**Task instructions**
Please copy, exactly as they appear below, the lines from the one containing "repository f7c0bf41a2c477e9" through the one containing "use parking_lot::Mutex;".

**Dataset records**
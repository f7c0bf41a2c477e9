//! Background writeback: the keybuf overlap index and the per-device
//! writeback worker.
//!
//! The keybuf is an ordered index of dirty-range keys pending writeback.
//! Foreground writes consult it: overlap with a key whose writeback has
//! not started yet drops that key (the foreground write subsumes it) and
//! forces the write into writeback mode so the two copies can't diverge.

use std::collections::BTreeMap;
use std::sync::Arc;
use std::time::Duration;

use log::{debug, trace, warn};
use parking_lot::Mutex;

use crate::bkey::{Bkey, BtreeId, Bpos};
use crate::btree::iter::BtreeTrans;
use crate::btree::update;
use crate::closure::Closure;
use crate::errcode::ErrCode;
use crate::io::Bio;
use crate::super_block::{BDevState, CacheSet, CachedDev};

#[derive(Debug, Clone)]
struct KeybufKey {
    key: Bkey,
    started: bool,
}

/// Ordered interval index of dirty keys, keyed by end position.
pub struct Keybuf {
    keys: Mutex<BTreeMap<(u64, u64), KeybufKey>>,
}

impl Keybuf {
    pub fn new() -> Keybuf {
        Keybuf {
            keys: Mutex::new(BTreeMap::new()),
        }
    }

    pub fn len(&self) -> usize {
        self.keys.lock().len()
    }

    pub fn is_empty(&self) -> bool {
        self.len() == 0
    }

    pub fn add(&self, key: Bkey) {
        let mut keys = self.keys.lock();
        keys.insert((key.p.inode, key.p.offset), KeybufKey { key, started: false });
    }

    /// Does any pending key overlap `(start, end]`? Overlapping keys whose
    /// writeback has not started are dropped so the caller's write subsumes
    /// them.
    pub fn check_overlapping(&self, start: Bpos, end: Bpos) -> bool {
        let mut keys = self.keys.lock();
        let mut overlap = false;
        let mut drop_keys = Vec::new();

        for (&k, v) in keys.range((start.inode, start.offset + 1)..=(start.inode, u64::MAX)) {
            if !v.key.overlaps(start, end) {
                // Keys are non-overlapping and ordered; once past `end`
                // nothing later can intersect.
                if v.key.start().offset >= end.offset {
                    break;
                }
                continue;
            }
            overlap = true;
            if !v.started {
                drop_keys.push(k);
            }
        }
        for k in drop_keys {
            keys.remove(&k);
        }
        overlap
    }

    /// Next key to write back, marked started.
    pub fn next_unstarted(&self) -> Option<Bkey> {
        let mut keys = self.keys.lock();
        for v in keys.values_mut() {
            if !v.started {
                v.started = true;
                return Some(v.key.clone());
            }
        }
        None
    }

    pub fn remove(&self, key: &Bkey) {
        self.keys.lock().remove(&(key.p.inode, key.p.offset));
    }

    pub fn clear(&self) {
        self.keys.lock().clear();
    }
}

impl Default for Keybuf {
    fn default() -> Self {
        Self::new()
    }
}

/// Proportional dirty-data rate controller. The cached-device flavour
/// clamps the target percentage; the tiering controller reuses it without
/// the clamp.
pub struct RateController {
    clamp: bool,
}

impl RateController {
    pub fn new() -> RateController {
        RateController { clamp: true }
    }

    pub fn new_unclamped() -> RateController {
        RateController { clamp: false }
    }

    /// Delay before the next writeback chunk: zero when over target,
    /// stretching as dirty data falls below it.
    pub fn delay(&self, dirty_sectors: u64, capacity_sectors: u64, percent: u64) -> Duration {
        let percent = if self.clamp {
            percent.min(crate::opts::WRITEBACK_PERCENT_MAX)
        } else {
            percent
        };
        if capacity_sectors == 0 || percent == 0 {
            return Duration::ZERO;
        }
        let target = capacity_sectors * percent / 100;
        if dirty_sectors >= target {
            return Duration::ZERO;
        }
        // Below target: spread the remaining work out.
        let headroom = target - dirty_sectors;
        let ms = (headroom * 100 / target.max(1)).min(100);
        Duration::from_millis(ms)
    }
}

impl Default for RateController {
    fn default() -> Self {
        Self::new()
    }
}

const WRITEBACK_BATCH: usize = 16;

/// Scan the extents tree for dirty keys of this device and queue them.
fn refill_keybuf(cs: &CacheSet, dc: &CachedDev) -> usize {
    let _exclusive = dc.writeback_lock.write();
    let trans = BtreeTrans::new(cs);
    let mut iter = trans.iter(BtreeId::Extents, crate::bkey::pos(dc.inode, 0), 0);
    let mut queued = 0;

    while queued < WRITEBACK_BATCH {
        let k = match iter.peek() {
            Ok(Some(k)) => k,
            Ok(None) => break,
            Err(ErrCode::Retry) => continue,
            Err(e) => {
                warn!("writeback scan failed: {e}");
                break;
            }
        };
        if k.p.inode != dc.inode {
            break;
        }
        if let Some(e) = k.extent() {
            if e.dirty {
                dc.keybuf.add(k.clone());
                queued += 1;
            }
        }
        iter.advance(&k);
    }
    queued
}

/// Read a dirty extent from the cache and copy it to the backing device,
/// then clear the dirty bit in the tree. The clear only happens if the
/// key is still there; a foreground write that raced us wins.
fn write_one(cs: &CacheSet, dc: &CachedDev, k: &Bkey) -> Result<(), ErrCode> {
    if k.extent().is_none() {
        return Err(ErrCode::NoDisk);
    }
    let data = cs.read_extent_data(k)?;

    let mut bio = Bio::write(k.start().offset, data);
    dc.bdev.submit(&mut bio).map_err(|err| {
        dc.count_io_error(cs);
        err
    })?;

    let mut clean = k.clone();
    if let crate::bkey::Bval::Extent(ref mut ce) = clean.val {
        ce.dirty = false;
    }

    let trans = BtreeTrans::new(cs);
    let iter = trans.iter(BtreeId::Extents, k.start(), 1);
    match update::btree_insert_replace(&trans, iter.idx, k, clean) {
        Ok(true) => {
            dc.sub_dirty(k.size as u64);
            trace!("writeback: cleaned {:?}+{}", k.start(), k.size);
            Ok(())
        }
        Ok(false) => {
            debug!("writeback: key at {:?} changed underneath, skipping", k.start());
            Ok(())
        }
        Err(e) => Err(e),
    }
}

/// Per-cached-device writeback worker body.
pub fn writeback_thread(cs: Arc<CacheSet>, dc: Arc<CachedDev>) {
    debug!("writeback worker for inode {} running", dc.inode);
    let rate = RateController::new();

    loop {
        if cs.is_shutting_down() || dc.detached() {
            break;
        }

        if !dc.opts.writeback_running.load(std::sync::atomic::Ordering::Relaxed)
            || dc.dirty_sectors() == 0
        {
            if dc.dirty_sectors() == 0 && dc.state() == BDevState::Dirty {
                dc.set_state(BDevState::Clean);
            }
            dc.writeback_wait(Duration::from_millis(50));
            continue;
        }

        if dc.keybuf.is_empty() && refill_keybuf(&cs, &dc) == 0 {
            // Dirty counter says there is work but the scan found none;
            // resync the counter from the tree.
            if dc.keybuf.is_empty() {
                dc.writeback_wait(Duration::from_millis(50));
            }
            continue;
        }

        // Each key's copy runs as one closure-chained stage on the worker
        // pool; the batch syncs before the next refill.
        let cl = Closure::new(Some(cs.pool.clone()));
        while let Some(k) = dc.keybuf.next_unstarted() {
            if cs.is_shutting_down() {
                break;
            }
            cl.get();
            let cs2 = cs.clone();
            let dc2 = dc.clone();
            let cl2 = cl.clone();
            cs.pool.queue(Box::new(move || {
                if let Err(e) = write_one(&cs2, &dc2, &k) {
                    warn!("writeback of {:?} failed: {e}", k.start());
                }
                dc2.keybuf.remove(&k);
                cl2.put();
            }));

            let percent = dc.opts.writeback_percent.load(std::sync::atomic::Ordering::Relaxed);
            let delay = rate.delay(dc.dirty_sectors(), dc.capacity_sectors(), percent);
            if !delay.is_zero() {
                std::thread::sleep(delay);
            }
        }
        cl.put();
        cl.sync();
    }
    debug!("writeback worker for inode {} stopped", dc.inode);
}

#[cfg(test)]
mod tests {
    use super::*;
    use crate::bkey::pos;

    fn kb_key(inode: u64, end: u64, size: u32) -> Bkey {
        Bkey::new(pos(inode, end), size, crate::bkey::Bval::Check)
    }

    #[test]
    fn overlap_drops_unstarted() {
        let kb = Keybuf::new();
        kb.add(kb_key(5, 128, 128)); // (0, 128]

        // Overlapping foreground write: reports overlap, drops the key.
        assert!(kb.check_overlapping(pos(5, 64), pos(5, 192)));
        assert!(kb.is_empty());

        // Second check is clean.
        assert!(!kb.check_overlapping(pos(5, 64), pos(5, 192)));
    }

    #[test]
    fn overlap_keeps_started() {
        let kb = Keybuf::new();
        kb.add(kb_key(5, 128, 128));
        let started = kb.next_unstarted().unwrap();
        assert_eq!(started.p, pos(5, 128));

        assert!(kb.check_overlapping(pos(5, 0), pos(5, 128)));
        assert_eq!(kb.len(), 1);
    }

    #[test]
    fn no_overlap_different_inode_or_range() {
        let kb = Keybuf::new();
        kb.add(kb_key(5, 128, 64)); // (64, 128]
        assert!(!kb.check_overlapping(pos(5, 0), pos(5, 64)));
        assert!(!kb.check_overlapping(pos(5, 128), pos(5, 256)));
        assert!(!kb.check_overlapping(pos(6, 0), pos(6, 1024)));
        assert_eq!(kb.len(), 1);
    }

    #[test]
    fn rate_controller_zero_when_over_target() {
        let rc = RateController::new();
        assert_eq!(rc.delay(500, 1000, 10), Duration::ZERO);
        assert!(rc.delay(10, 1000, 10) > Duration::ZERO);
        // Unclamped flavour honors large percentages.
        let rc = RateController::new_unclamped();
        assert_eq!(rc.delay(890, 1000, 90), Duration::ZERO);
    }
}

...

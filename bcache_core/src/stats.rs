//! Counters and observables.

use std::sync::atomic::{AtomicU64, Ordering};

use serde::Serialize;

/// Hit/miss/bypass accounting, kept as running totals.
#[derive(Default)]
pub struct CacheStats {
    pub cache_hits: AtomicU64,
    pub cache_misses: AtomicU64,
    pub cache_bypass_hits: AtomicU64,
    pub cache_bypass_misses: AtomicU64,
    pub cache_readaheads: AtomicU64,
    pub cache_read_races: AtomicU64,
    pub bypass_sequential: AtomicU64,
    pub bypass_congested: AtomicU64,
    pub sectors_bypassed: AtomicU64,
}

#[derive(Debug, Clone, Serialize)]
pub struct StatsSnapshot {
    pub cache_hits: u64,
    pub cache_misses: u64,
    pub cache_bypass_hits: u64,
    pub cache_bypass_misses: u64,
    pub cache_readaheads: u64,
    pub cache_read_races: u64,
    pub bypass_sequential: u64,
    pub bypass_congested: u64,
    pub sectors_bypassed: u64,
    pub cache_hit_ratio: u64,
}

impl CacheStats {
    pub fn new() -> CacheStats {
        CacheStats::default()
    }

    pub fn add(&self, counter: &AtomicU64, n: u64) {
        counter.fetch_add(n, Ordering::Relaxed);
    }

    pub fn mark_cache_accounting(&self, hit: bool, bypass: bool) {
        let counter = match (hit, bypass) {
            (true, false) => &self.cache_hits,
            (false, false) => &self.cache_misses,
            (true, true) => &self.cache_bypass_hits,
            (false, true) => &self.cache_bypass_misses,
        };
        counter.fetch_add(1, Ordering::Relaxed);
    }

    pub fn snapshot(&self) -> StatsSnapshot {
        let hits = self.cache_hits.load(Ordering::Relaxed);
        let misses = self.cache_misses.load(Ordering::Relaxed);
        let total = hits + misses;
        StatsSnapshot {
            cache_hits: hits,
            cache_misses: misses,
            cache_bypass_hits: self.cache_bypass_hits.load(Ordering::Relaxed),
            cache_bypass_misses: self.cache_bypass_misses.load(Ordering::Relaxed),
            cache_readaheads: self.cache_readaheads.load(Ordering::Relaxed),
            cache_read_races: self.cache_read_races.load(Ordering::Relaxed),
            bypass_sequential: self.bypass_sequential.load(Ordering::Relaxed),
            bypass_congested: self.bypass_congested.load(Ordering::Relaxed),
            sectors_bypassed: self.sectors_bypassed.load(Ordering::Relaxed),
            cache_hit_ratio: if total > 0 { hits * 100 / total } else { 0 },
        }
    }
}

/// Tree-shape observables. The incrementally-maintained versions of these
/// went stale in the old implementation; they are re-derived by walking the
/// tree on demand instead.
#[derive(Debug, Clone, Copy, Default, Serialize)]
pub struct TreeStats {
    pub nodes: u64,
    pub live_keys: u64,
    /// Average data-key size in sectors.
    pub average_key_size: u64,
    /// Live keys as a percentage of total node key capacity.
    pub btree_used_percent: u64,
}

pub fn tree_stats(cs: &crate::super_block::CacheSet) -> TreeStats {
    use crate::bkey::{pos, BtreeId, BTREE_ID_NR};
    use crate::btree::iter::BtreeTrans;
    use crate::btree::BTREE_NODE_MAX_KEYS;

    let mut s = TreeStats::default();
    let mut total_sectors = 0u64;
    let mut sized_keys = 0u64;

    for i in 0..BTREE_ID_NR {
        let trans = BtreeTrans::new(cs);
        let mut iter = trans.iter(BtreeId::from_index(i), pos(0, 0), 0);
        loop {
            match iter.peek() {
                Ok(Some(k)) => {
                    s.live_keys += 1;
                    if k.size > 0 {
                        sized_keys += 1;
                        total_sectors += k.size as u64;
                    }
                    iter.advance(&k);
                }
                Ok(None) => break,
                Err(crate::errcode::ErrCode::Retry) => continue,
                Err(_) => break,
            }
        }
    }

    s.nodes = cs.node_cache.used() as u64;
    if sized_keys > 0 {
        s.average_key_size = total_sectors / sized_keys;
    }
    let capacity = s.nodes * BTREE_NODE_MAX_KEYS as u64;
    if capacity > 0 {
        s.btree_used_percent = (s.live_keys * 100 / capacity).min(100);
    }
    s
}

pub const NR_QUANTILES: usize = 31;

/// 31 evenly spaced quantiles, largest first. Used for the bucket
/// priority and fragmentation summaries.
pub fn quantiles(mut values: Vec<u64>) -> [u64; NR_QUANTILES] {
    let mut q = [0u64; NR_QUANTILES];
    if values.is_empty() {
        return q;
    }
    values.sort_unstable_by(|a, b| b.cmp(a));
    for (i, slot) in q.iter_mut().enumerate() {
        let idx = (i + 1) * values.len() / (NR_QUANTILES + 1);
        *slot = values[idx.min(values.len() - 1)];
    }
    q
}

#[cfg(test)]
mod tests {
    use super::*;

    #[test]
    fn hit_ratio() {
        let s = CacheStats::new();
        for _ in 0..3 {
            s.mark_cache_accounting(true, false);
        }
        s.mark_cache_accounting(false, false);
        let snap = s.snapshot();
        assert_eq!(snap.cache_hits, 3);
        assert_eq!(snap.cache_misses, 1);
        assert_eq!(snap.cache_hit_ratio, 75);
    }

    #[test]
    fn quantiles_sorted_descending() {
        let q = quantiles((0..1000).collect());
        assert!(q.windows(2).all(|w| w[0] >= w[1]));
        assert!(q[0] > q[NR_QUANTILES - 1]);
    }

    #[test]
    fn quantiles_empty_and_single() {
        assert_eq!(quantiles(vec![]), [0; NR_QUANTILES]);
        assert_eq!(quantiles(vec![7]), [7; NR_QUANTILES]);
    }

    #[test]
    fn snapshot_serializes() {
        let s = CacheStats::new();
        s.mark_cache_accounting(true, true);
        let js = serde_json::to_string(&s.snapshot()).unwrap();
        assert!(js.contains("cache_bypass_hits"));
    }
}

---

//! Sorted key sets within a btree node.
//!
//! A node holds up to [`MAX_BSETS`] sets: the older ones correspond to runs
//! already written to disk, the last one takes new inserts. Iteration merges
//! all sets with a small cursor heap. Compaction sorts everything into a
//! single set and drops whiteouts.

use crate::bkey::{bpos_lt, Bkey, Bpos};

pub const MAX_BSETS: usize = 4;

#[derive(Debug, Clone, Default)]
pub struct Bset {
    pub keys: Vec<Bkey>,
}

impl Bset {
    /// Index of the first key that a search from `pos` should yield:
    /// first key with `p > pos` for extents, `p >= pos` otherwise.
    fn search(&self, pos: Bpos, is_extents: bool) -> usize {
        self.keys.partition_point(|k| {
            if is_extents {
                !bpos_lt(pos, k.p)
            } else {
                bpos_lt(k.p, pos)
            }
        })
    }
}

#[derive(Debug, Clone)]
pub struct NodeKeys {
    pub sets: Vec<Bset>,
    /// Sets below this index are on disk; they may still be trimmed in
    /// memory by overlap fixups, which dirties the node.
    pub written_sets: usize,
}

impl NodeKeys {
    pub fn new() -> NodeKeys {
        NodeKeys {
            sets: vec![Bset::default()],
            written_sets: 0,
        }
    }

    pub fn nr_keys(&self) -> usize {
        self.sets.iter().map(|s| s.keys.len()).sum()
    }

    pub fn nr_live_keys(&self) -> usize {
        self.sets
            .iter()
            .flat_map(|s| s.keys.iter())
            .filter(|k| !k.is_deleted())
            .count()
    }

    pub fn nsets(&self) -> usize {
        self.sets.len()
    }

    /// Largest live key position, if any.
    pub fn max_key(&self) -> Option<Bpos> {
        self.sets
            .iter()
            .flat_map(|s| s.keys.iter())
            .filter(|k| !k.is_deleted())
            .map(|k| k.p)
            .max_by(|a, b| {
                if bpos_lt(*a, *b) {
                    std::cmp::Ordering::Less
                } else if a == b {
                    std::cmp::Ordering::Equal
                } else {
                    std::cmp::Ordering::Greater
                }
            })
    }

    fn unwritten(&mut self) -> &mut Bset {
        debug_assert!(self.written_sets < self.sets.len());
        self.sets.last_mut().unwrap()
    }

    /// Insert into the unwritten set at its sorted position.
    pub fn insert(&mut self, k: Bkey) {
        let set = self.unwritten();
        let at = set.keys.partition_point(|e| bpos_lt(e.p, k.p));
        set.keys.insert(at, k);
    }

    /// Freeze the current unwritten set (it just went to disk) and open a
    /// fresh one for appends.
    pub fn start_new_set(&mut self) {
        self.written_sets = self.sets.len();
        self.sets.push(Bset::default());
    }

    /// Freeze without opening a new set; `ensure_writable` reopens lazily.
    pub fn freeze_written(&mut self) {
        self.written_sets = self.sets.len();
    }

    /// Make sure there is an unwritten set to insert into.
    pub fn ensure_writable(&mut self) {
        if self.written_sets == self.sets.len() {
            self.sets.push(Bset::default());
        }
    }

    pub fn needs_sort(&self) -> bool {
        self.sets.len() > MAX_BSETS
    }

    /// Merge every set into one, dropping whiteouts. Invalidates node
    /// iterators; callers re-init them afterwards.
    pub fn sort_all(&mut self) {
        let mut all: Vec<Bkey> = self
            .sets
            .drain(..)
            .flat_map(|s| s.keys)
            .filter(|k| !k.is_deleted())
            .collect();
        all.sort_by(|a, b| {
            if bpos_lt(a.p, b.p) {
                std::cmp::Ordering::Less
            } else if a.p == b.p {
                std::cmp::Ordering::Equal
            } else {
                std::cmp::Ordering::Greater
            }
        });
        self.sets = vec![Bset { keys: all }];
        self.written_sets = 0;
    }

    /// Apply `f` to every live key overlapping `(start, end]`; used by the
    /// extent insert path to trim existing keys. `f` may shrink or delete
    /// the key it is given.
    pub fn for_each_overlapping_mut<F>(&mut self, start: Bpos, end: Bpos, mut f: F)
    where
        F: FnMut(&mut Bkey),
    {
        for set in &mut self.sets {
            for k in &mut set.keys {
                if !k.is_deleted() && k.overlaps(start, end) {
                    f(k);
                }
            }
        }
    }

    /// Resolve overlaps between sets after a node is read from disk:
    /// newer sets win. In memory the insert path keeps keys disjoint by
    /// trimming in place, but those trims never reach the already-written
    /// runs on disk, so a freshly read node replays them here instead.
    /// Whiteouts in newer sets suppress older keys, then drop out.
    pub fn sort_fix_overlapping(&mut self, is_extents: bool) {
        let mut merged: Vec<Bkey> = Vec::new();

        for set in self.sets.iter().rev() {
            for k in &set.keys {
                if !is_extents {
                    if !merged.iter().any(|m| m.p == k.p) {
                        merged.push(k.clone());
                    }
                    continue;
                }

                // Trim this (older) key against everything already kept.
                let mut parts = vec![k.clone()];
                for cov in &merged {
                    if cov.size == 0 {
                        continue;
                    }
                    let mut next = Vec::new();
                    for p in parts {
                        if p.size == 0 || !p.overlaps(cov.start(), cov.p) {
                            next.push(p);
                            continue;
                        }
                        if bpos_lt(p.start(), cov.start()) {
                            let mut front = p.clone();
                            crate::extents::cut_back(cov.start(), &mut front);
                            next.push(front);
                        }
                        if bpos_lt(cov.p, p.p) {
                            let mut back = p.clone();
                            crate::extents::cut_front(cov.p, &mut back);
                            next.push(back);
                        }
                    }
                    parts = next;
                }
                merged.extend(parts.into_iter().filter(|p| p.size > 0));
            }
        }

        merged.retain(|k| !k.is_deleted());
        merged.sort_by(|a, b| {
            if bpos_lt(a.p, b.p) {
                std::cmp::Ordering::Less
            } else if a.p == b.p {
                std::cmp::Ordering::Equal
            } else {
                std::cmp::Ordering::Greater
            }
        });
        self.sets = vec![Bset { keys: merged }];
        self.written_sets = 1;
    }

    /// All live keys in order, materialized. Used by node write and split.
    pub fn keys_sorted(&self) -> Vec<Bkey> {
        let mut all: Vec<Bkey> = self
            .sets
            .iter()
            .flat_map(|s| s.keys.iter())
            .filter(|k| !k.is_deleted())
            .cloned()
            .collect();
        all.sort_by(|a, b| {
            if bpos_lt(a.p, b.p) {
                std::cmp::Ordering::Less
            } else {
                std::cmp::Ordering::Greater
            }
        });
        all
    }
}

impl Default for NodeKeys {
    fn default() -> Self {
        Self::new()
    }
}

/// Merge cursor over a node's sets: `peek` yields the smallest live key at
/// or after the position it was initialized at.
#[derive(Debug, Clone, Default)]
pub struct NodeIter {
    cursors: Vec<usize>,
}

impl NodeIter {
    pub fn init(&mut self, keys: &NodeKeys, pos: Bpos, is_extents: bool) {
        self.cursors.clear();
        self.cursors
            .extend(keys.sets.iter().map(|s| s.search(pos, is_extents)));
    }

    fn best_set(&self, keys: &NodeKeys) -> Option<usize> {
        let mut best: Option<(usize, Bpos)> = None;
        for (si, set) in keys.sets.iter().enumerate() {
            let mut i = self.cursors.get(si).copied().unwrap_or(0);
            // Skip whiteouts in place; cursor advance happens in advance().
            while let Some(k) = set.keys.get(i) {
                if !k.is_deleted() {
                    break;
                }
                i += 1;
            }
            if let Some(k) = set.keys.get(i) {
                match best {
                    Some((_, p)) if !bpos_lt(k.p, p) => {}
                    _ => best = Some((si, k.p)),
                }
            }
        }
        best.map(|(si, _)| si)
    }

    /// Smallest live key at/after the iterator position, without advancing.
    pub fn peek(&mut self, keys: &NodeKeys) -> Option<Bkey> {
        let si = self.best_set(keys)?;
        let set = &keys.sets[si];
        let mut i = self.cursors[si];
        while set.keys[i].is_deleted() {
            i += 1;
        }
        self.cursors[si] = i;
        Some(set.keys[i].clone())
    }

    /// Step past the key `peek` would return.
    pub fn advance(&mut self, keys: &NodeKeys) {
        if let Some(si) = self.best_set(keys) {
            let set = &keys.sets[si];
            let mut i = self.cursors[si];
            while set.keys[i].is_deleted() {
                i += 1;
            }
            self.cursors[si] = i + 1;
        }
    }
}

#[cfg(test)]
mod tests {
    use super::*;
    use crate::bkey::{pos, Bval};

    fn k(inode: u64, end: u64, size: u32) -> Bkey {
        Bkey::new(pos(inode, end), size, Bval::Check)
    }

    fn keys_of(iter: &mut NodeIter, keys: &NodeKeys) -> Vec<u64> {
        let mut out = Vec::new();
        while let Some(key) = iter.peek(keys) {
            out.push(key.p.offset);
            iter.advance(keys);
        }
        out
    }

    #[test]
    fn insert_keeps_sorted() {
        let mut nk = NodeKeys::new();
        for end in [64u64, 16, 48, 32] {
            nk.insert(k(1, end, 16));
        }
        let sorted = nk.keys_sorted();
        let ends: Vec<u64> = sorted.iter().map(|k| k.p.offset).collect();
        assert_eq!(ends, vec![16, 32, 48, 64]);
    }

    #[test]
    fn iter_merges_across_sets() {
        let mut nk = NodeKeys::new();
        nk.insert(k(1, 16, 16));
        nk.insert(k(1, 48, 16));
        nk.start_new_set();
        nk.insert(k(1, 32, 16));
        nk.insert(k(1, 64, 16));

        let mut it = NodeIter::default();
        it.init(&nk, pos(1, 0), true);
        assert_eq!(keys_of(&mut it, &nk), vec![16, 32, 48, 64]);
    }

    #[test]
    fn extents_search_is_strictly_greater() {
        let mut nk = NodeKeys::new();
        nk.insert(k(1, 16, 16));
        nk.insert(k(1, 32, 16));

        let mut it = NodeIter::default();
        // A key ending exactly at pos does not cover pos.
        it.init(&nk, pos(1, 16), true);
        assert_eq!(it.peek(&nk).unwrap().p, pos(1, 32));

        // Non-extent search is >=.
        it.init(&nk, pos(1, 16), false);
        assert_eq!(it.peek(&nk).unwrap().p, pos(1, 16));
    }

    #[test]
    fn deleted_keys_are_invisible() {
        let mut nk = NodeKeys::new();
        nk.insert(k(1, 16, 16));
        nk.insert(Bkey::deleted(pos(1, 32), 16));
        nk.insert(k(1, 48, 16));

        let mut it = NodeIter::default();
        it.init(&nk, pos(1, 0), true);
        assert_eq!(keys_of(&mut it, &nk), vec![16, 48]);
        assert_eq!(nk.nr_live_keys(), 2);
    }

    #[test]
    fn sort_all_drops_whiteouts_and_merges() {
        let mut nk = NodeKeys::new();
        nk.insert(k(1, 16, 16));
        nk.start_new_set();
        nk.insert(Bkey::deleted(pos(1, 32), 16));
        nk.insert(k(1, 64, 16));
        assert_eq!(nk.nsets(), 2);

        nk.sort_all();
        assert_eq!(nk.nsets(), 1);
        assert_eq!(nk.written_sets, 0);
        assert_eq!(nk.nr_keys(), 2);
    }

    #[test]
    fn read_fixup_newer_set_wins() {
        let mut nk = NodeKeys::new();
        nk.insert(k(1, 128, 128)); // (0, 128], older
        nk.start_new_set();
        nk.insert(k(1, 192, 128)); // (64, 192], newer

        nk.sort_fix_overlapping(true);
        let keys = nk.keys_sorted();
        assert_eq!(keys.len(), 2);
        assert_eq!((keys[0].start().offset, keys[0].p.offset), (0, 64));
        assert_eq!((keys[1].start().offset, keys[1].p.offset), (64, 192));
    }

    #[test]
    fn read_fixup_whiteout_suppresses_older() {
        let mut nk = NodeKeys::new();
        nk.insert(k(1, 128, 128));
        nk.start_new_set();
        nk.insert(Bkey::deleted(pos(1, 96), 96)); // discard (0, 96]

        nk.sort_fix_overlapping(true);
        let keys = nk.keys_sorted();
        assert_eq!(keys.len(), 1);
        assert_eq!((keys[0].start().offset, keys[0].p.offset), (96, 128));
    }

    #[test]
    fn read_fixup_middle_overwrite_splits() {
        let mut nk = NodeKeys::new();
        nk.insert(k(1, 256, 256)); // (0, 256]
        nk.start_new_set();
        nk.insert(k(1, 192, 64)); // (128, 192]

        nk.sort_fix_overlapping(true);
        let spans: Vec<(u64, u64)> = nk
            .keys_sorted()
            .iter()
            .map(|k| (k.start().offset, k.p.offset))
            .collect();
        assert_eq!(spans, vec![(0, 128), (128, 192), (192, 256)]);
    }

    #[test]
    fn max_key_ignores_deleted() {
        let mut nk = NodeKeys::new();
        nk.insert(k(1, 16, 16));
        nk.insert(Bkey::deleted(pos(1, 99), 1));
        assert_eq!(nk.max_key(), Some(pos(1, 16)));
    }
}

**Finished task**
repository f7c0bf41a2c477e9
//! Background writeback: the keybuf overlap index and the per-device
//! writeback worker.
//!
//! The keybuf is an ordered index of dirty-range keys pending writeback.
//! Foreground writes consult it: overlap with a key whose writeback has
//! not started yet drops that key (the foreground write subsumes it) and
//! forces the write into writeback mode so the two copies can't diverge.

use std::collections::BTreeMap;
use std::sync::Arc;
use std::time::Duration;

use log::{debug, trace, warn};
use parking_lot::Mutex;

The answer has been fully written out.